# Fishing vs. non-fishing....



## T-Bone (Oct 24, 2013)

I rarely fish. But I do canoe and I also have a small electric trolling motor for my canoe. I don't go out looking for trouble, and avoid interfering with their fishing if I can. What I have found is how aggressive people get when I'm near where they put their line in. I can't see it for anything in this world most of the time. Be it in a lake or river. Yes, if I see someone sitting there, looking like they're fishing, I am more attentive and I'll avoid the area. But there are times I can't see the people until I'm right on top of them, literally, and the vulgarities, insults and threats come en masse. Sometimes I can be some distance from their line, when I can see it, and that doesn't seem to change things.

Any suggestions?


----------



## sawsman (Sep 13, 2007)

I think the question to ask yourself is if you are fishing how far would you expect someone to steer clear? If you're in your canoe and see people fishing from the bank, try to guess how far they can cast and then give additional space as a buffer. Guessing how far somebody can cast is the hard part..:smile:

Floating the river is a more difficult situation. You cant always see around the next bend and if you encounter someone, it's usually too late.

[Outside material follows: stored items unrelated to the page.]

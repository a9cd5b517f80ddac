//! Point values and score formulas.

use std::time::Duration;

use serde::{Deserialize, Serialize};

use crate::cards::Card;

/// Point values used by the session.
///
/// Flip costs are charged on every accepted flip regardless of outcome.
/// All other values are awards.
#[derive(Clone, Debug, PartialEq, Serialize, Deserialize)]
#[serde(default)]
pub struct ScoringRules {
    /// Charged for every accepted flip.
    pub flip_cost: i64,

    /// Awarded for a matching pair.
    pub match_reward: i64,

    /// Extra award for the second and later match of an unbroken streak.
    pub streak_bonus: i64,

    /// Awarded the first time a special card is activated in a game.
    pub special_first_reward: i64,

    /// Awarded for every later special card activation.
    pub special_repeat_reward: i64,

    /// Awarded when a matched pair contains a special card.
    pub special_pair_bonus: i64,

    /// Time bonus at zero elapsed seconds.
    pub time_bonus_base: f64,

    /// Time bonus lost per elapsed second.
    pub time_bonus_decay_per_second: f64,
}

impl Default for ScoringRules {
    fn default() -> Self {
        Self {
            flip_cost: 1,
            match_reward: 10,
            streak_bonus: 2,
            special_first_reward: 15,
            special_repeat_reward: 5,
            special_pair_bonus: 20,
            time_bonus_base: 50.0,
            time_bonus_decay_per_second: 0.1,
        }
    }
}

impl ScoringRules {
    /// Award for a match, given the streak length *before* this match.
    #[must_use]
    pub fn match_award(&self, prior_streak: u32) -> i64 {
        if prior_streak > 0 {
            self.match_reward + self.streak_bonus
        } else {
            self.match_reward
        }
    }

    /// Award for a solo special card activation.
    #[must_use]
    pub fn special_award(&self, already_found: bool) -> i64 {
        if already_found {
            self.special_repeat_reward
        } else {
            self.special_first_reward
        }
    }

    /// Extra award for a matched pair involving a special card.
    ///
    /// A deck with a single special card can never produce such a pair.
    #[must_use]
    pub fn pair_bonus(&self, first: &Card, second: &Card) -> i64 {
        if first.is_special || second.is_special {
            self.special_pair_bonus
        } else {
            0
        }
    }

    /// `floor(max(0, base - decay * seconds))`.
    #[must_use]
    pub fn time_bonus(&self, elapsed: Duration) -> i64 {
        let raw = self.time_bonus_base - self.time_bonus_decay_per_second * elapsed.as_secs_f64();
        raw.max(0.0).floor() as i64
    }
}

I fish primarily from a tube and try to give others plenty of space. As a rule of thumb, if you can cast as far as you can and come close to hitting somebody, then you are too close IMO. I'll give a little extra space in addition to casting distance just to avoid conflict. I'll also avoid casting in the same direction that they are.

If other watercraft are trolling, then you'll want to try to avoid crossing through their wake behind them for awhile. 

It really comes down to some common courtesy and it sounds like your trying to do that. Some will complain just to complain and unfortunately there's nothing you can do about that.


----------



## pelican (Mar 29, 2012)

Hey its public water.....fishermen think they have a "right" to enter private property because the water belongs to everyone. I guess they need to also accept that not only can you scooch right up next to them, but you can also reach over and snag their ham and cheese sandwich..... I mean after all....private property on public water can't be any different than the public taking from private property right? Wanna bet fishermen say there's a difference?


----------



## T-Bone (Oct 24, 2013)

I think I'll carry a pair of scissors just in case I meet a few of our "infamous" fish murdering compatriots....


----------



## smoothie (Nov 21, 2011)

People who are fishing like to have space to do their thing. It's one of the reasons people like to get out into the great outdoors. Lakes, reservoirs, rivers, etc. are big...there's plenty of room if we're all respectful of each other. 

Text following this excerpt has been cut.